RECENT STORIES

  • by Alex DiBranco · Feb 13, 2012 · WOMEN'S RIGHTS

    Brett Simon thought that when Chris Brown beat up then-girlfriend Rhianna right before the 2009 Grammys, that the victim was Rhianna herself. You know, the person with all the bruises.

    But then he heard: Grammy Executive Producer Ken Ehrlich thinks that the awards show was the victim "of what happened."

    "I think people deserve a second chance, you know," Ehrlich said. "If you’ll note, he has not been on the Grammys for the past few years and it may have taken us a while to kind of get over the fact that we were the victim of what happened." When Brett saw that Chris Brown was back performing on the prestigious show last night, while still on probation for the domestic assault, he was upset. When he heard that the Grammys thought they were the real victims, he really had to do something. That's when Brett started a Change.org petition demanding an apology.
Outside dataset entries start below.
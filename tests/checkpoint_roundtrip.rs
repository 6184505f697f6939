mod common;

use common::argon_engine;
use rmd::prelude::*;
use tempfile::tempdir;

#[test]
fn checkpoint_round_trip_restores_identical_state() {
    let dir = tempdir().unwrap();
    let path = dir.path().join("state.ckpt");

    let mut engine = argon_engine(3, 5.0);
    engine.seed_velocities(100.0, 1).unwrap();
    engine.run(0.02, 2e-3).unwrap();
    engine.save_checkpoint(&path).unwrap();

    let mut restored = argon_engine(3, 5.0);
    restored.load_checkpoint(&path).unwrap();

    assert_eq!(restored.time(), engine.time());
    assert_eq!(restored.step_index(), engine.step_index());

    let a = engine.atoms();
    let b = restored.atoms();
    assert_eq!(b.nlocal(), a.nlocal());
    assert_eq!(b.ids, a.ids);
    assert_eq!(b.species, a.species);
    // bit-exact restoration of the trajectory state
    assert_eq!(b.positions, a.positions);
    assert_eq!(b.velocities, a.velocities);
    assert_eq!(
        b.species_table()[0].name(),
        a.species_table()[0].name()
    );
}

#[test]
fn a_restored_run_continues_the_trajectory() {
    let dir = tempdir().unwrap();
    let path = dir.path().join("fork.ckpt");

    let mut original = argon_engine(3, 5.0);
    original.seed_velocities(80.0, 5).unwrap();
    original.run(0.02, 2e-3).unwrap();
    original.save_checkpoint(&path).unwrap();

    let mut fork = argon_engine(3, 5.0);
    fork.load_checkpoint(&path).unwrap();

    original.run(0.02, 2e-3).unwrap();
    fork.run(0.02, 2e-3).unwrap();

    // the fork rebuilds its pair list at the restored configuration, so
    // force summation order (and the last few ulps) may differ from the
    // original; the trajectories still have to agree to high precision
    for (p, q) in fork
        .atoms()
        .positions
        .iter()
        .zip(original.atoms().positions.iter())
    {
        for k in 0..3 {
            assert!((p[k] - q[k]).abs() < 1e-9, "{} vs {}", p[k], q[k]);
        }
    }
}

#[test]
fn loading_into_a_mismatched_box_is_rejected() {
    let dir = tempdir().unwrap();
    let path = dir.path().join("state.ckpt");

    let mut engine = argon_engine(3, 5.0);
    engine.seed_velocities(100.0, 1).unwrap();
    engine.save_checkpoint(&path).unwrap();

    let mut other = argon_engine(4, 5.0);
    assert!(matches!(
        other.load_checkpoint(&path),
        Err(Error::InvalidBox(_))
    ));
}
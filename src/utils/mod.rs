mod direction;
pub mod indices;

pub use direction::{Axis, Direction};
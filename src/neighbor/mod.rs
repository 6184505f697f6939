mod grid;
mod list;
mod settings;

pub use grid::CellGrid;
pub use list::NeighborList;
pub use settings::UpdateSettings;
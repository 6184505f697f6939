mod lj;

pub use lj::{LennardJones, PairCoeff};

use crate::{atoms::Atoms, error::Error, simbox::SimBox};

/// A pairwise interatomic potential.
///
/// `evaluate` is the force pass: it accumulates forces into both atoms of
/// every pair with opposite signs and returns the potential energy summed
/// over the pass. The caller zeroes the accumulators beforehand.
pub trait PairPotential {
    /// The largest pair cutoff, which bounds halo and neighbor reach.
    fn cutoff(&self) -> f64;

    fn num_species(&self) -> usize;

    /// Check that every species pair has coefficients.
    fn validate(&self) -> Result<(), Error>;

    fn evaluate(
        &self,
        atoms: &mut Atoms,
        pairs: &[[usize; 2]],
        simbox: &SimBox,
    ) -> Result<f64, Error>;
}
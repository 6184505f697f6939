use std::{
    path::{Path, PathBuf},
    time::Instant,
};

use tracing::{debug, info, warn};

use crate::{
    atoms::Atoms,
    checkpoint::Checkpoint,
    clock::Clock,
    error::Error,
    integrate::{temperature_from_kinetic, Berendsen, VelocityVerlet},
    lattice::Lattice,
    neighbor::{NeighborList, UpdateSettings},
    parallel::{CheckpointMeta, CheckpointPart, MainMsg, Subdomain, Worker, WorkerMsg},
    potential::PairPotential,
    scheduler::{Event, EventScheduler, TimerHandle},
    simbox::SimBox,
    species::Species,
};

/// Handler invoked synchronously for every scheduler firing.
///
/// Handlers read the engine through its observable queries and feed intents
/// back through `request_checkpoint` and `request_stop`; intents take
/// effect at the single post-dispatch point of the step.
pub type EventHandler<P> = fn(&mut Engine<P>, Event);

/// Integration mode of the step loop.
#[derive(Clone, Copy, Debug)]
pub enum Mode {
    /// Constant-energy stepping.
    Free,
    /// Velocities relaxed toward a target temperature each step.
    Equilibrate(Berendsen),
}

/// One worker's view of the simulation, and the driver of its step loop.
///
/// Every worker holds an engine over its own subdomain; a serial engine is
/// simply one with no attached worker. Configuration, stepping, and
/// collective queries are called identically on every worker, which keeps
/// the lockstep protocol deterministic.
pub struct Engine<P: PairPotential> {
    simbox: Option<SimBox>,
    subdomain: Option<Subdomain>,
    atoms: Atoms,
    potential: Option<P>,
    neighbor: Option<NeighborList>,
    skin: f64,
    update: UpdateSettings,
    scheduler: EventScheduler,
    clock: Clock,
    mode: Mode,
    handler: Option<EventHandler<P>>,
    worker: Option<Worker<P>>,
    pending_checkpoints: Vec<PathBuf>,
    stop_requested: bool,
    next_atom_id: usize,
    local_pe: f64,
    wall_start: Instant,
}
/// Map a 3D grid index to its linear position in row-major order.
pub fn linear_index(idx: [usize; 3], dims: [usize; 3]) -> usize {
    assert!(
        idx[0] < dims[0] && idx[1] < dims[1] && idx[2] < dims[2],
        "Grid index {:?} should be within dimensions {:?}",
        idx,
        dims,
    );
    (idx[0] * dims[1] + idx[1]) * dims[2] + idx[2]
}

/// Map a linear position back to its 3D grid index.
pub fn multi_index(idx: usize, dims: [usize; 3]) -> [usize; 3] {
    assert!(
        idx < dims[0] * dims[1] * dims[2],
        "Linear index {} should be less than the grid size {}",
        idx,
        dims[0] * dims[1] * dims[2],
    );
    let z = idx % dims[2];
    let r = idx / dims[2];
    [r / dims[1], r % dims[1], z]
}

#[cfg(test)]
mod tests {
    use super::*;

    #[test]
    fn round_trip() {
        let dims = [2, 3, 4];
        for i in 0..24 {
            assert_eq!(linear_index(multi_index(i, dims), dims), i);
        }
    }

    #[test]
    #[should_panic]
    fn rejects_out_of_range() {
        linear_index([2, 0, 0], [2, 3, 4]);
    }
}
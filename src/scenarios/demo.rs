/// Walk-through of the engine's everyday behaviour with two advertisers and three users.
///
/// It validates:
/// - Sarah (30, female, fashion) in Bangalore is served the fashion video campaign
/// - John (26, male, technology) gets 5 of 12 back-to-back requests; the per-minute cap blocks the rest
/// - Budgets drop by exactly the bids served: TechCorp 1000 -> 750, FashionBrand 500 -> 470
/// - Bob (51, gardening) in Mumbai matches nothing

use crate::scenarios::Validations;
use crate::utils;
use admatch::logger::{LogEvent, Logger};
use admatch::logln;
use admatch::{AdEngine, CampaignTargeting, EngineConfig, ManualClock, ServeResult};
use chrono::{NaiveDate, TimeZone, Utc};
use std::sync::Arc;

inventory::submit!(crate::scenarios::ScenarioEntry {
    short_name: "demo",
    run,
});

fn date(y: i32, m: u32, d: u32) -> Result<NaiveDate, String> {
    NaiveDate::from_ymd_opt(y, m, d).ok_or_else(|| format!("invalid date {}-{}-{}", y, m, d))
}

pub fn run(scenario_name: &str, logger: &mut Logger) -> Result<(), Box<dyn std::error::Error>> {
    let start = Utc.with_ymd_and_hms(2024, 6, 1, 10, 0, 0).single().ok_or("invalid start time")?;
    let engine = AdEngine::with_clock(EngineConfig::default(), Arc::new(ManualClock::new(start)));
    utils::attach_engine_logging(&engine, scenario_name)?;

    logln!(logger, LogEvent::Scenario, "=== Setup ===");
    let tech_corp = engine.register_advertiser("TechCorp");
    let fashion_brand = engine.register_advertiser("FashionBrand");
    engine.credit_budget(&tech_corp, 1000.0)?;
    engine.credit_budget(&fashion_brand, 500.0)?;
    logln!(logger, LogEvent::Scenario, "Added advertisers {} and {} with budgets", tech_corp, fashion_brand);

    engine.register_user("john_25", date(1998, 5, 15)?, "male");
    engine.add_interests("john_25", ["technology", "gaming"])?;
    engine.register_user("sarah_30", date(1993, 8, 20)?, "female");
    engine.add_interests("sarah_30", ["fashion", "travel"])?;

    let tech_campaign = engine.create_campaign(
        &tech_corp,
        50.0,
        "https://techcorp.com/laptop",
        "banner",
        CampaignTargeting::age(25).with_city("bangalore").with_gender("male").with_interests(["technology"]),
    )?;
    let fashion_campaign = engine.create_campaign(
        &fashion_brand,
        30.0,
        "https://fashion.com/summer",
        "video",
        CampaignTargeting::age(30).with_city("bangalore").with_gender("female").with_interests(["fashion"]),
    )?;
    logln!(logger, LogEvent::Scenario, "Tech campaign: {}, fashion campaign: {}", tech_campaign, fashion_campaign);
    logln!(logger, LogEvent::Scenario, "Strategy: {}, constraints: {}", engine.current_strategy_name(), engine.constraint_names().join(", "));

    let mut validations = Validations::new();

    logln!(logger, LogEvent::Scenario, "");
    logln!(logger, LogEvent::Scenario, "=== Targeted matching ===");
    let sarah = utils::serve(&engine, "sarah_30", "bangalore");
    if let ServeResult::Campaign { campaign, charged, .. } = &sarah {
        logln!(logger, LogEvent::Scenario, "Sarah matched with {} (bid {:.2})", campaign.url, charged);
    }
    validations.check(
        logger,
        sarah.campaign().map(|c| c.campaign_id.as_str()) == Some(fashion_campaign.as_str()),
        format!("Sarah is served the fashion campaign {}", fashion_campaign),
    );

    logln!(logger, LogEvent::Scenario, "");
    logln!(logger, LogEvent::Scenario, "=== Frequency limits ===");
    let john_ads = (0..12).filter(|_| utils::serve(&engine, "john_25", "bangalore").is_served()).count();
    logln!(logger, LogEvent::Scenario, "John got {} of 12", john_ads);
    validations.check(logger, john_ads == 5, format!("Global cap allows 5 of 12 requests within the minute: {} == 5", john_ads));

    logln!(logger, LogEvent::Scenario, "");
    logln!(logger, LogEvent::Scenario, "=== Budget status ===");
    let tech_budget = engine.advertiser_budget(&tech_corp).ok_or("TechCorp vanished")?;
    let fashion_budget = engine.advertiser_budget(&fashion_brand).ok_or("FashionBrand vanished")?;
    logln!(logger, LogEvent::Scenario, "TechCorp remaining budget: {:.2}", tech_budget);
    logln!(logger, LogEvent::Scenario, "FashionBrand remaining budget: {:.2}", fashion_budget);
    validations.check(logger, tech_budget == 750.0, format!("TechCorp charged 5 x 50: {:.2} == 750.00", tech_budget));
    validations.check(logger, fashion_budget == 470.0, format!("FashionBrand charged 1 x 30: {:.2} == 470.00", fashion_budget));

    logln!(logger, LogEvent::Scenario, "");
    logln!(logger, LogEvent::Scenario, "=== Edge cases ===");
    engine.register_user("bob_50", date(1973, 3, 10)?, "male");
    engine.add_interests("bob_50", ["gardening"])?;
    let bob = utils::serve(&engine, "bob_50", "mumbai");
    validations.check(logger, bob == ServeResult::NO_CANDIDATES, format!("No ad for Bob: {:?}", bob));
    let ghost = utils::serve(&engine, "nobody", "bangalore");
    validations.check(logger, ghost == ServeResult::UNKNOWN_USER, format!("Unregistered user is not served: {:?}", ghost));

    let servings = engine.total_servings();
    validations.check(logger, servings == 6, format!("Ledger holds one record per serving: {} == 6", servings));

    validations.finish()
}
pub use crate::constraint::{ConstraintTrait, GlobalFrequencyConstraint, UserFrequencyConstraint};
use chrono::Duration;
use parking_lot::RwLock;
use std::sync::Arc;

/// Built-in constraint kinds
#[allow(non_camel_case_types)]
#[derive(Debug, Clone, PartialEq)]
pub enum ConstraintType {
    /// At most `max_views` servings of a campaign within the user's bounded history
    USER_FREQUENCY { max_views: usize },
    /// At most `max_views` servings of a campaign to anyone within `window`
    GLOBAL_FREQUENCY { max_views: usize, window: Duration },
}

impl ConstraintType {
    /// Cap used when nothing else is configured: 10 views per user window
    pub fn default_user_frequency() -> Self {
        ConstraintType::USER_FREQUENCY { max_views: 10 }
    }

    /// Cap used when nothing else is configured: 5 views per minute
    pub fn default_global_frequency() -> Self {
        ConstraintType::GLOBAL_FREQUENCY { max_views: 5, window: Duration::minutes(1) }
    }
}

/// Ordered set of constraints, evaluated in registration order
///
/// Registration is copy-on-write: the list is an immutable `Arc<Vec<..>>`
/// swapped in whole, so an evaluator holding the previous list keeps a
/// complete view and the next one sees the complete new list.
pub struct Constraints {
    constraints: RwLock<Arc<Vec<Arc<dyn ConstraintTrait>>>>,
}

impl Constraints {
    pub fn new() -> Self {
        Self {
            constraints: RwLock::new(Arc::new(Vec::new())),
        }
    }

    /// The user and global frequency caps, in that order
    pub fn with_defaults() -> Self {
        let constraints = Self::new();
        constraints.add(ConstraintType::default_user_frequency());
        constraints.add(ConstraintType::default_global_frequency());
        constraints
    }

    /// Add a built-in constraint
    ///
    /// # Returns
    /// The diagnostic name of the registered constraint
    pub fn add(&self, constraint_type: ConstraintType) -> String {
        let constraint: Arc<dyn ConstraintTrait> = match constraint_type {
            ConstraintType::USER_FREQUENCY { max_views } => Arc::new(UserFrequencyConstraint { max_views }),
            ConstraintType::GLOBAL_FREQUENCY { max_views, window } => Arc::new(GlobalFrequencyConstraint { max_views, window }),
        };
        self.add_advanced(constraint)
    }

    /// Add any constraint implementation
    pub fn add_advanced(&self, constraint: Arc<dyn ConstraintTrait>) -> String {
        let name = constraint.constraint_name().to_string();
        let mut slot = self.constraints.write();
        let mut next = Vec::with_capacity(slot.len() + 1);
        next.extend(slot.iter().cloned());
        next.push(constraint);
        *slot = Arc::new(next);
        name
    }

    /// Current list; stays valid and unchanged while later registrations happen
    pub fn snapshot(&self) -> Arc<Vec<Arc<dyn ConstraintTrait>>> {
        self.constraints.read().clone()
    }

    pub fn names(&self) -> Vec<String> {
        self.snapshot().iter().map(|c| c.constraint_name().to_string()).collect()
    }

    pub fn len(&self) -> usize {
        self.constraints.read().len()
    }

    pub fn is_empty(&self) -> bool {
        self.len() == 0
    }
}

impl Default for Constraints {
    fn default() -> Self {
        Self::with_defaults()
    }
}

#[cfg(test)]
mod tests {
    use super::*;
    use crate::campaign::Campaign;
    use crate::ledger::{ServingLedger, ServingRecord};
    use crate::user::User;
    use chrono::{DateTime, Utc};
    use std::thread;

    struct BlockEverything;

    impl ConstraintTrait for BlockEverything {
        fn is_violated(&self, _campaign: &Campaign, _user: &User, _user_history: &[ServingRecord], _ledger: &ServingLedger, _now: DateTime<Utc>) -> bool {
            true
        }

        fn constraint_name(&self) -> &str {
            "BlockEverything"
        }
    }

    #[test]
    fn test_defaults_are_registered_in_order() {
        let constraints = Constraints::with_defaults();
        assert_eq!(constraints.names(), vec!["UserFrequencyConstraint", "GlobalFrequencyConstraint"]);
    }

    #[test]
    fn test_snapshot_is_unaffected_by_later_registration() {
        let constraints = Constraints::with_defaults();
        let before = constraints.snapshot();

        let name = constraints.add_advanced(Arc::new(BlockEverything));

        assert_eq!(name, "BlockEverything");
        assert_eq!(before.len(), 2);
        assert_eq!(constraints.len(), 3);
    }

    #[test]
    fn test_concurrent_readers_see_whole_lists() {
        let constraints = Arc::new(Constraints::new());
        let writer = {
            let constraints = constraints.clone();
            thread::spawn(move || {
                for _ in 0..200 {
                    constraints.add(ConstraintType::default_user_frequency());
                }
            })
        };
        let readers: Vec<_> = (0..4)
            .map(|_| {
                let constraints = constraints.clone();
                thread::spawn(move || {
                    let mut last_seen = 0;
                    for _ in 0..500 {
                        let snapshot = constraints.snapshot();
                        // Lists only grow, and every entry in a snapshot is usable
                        assert!(snapshot.len() >= last_seen);
                        assert!(snapshot.iter().all(|c| c.constraint_name() == "UserFrequencyConstraint"));
                        last_seen = snapshot.len();
                    }
                })
            })
            .collect();

        writer.join().unwrap();
        for reader in readers {
            reader.join().unwrap();
        }
        assert_eq!(constraints.len(), 200);
    }
}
    Ehrlich's statement suggests that Brown was barred from the awards show not as a consequence of physically harming his girlfriend, another Grammy performer, but because the Grammys were upset with him for -- what? making them scramble to find replacement performers with Rhianna healing and Brown under arrest?

    "I started this petition because I realized that something was not right in this country when women beg to be beaten by someone just because he is a good looking Grammy winning performer," Brett explained, commenting on a slew of "Chris Brown can beat me" tweets. "Those tweets along with Grammy producer Ken Ehrlich's comment insinuating that he and the Grammys were the victims of Chris Brown's abusive behavior are proof of a disconnect between society and the reality of domestic violence. The Recording Academy, the Grammys, and Ken Ehrlich need to demonstrate to the public that they understand that domestic violence is not something to be ignored, tolerated, and rewarded."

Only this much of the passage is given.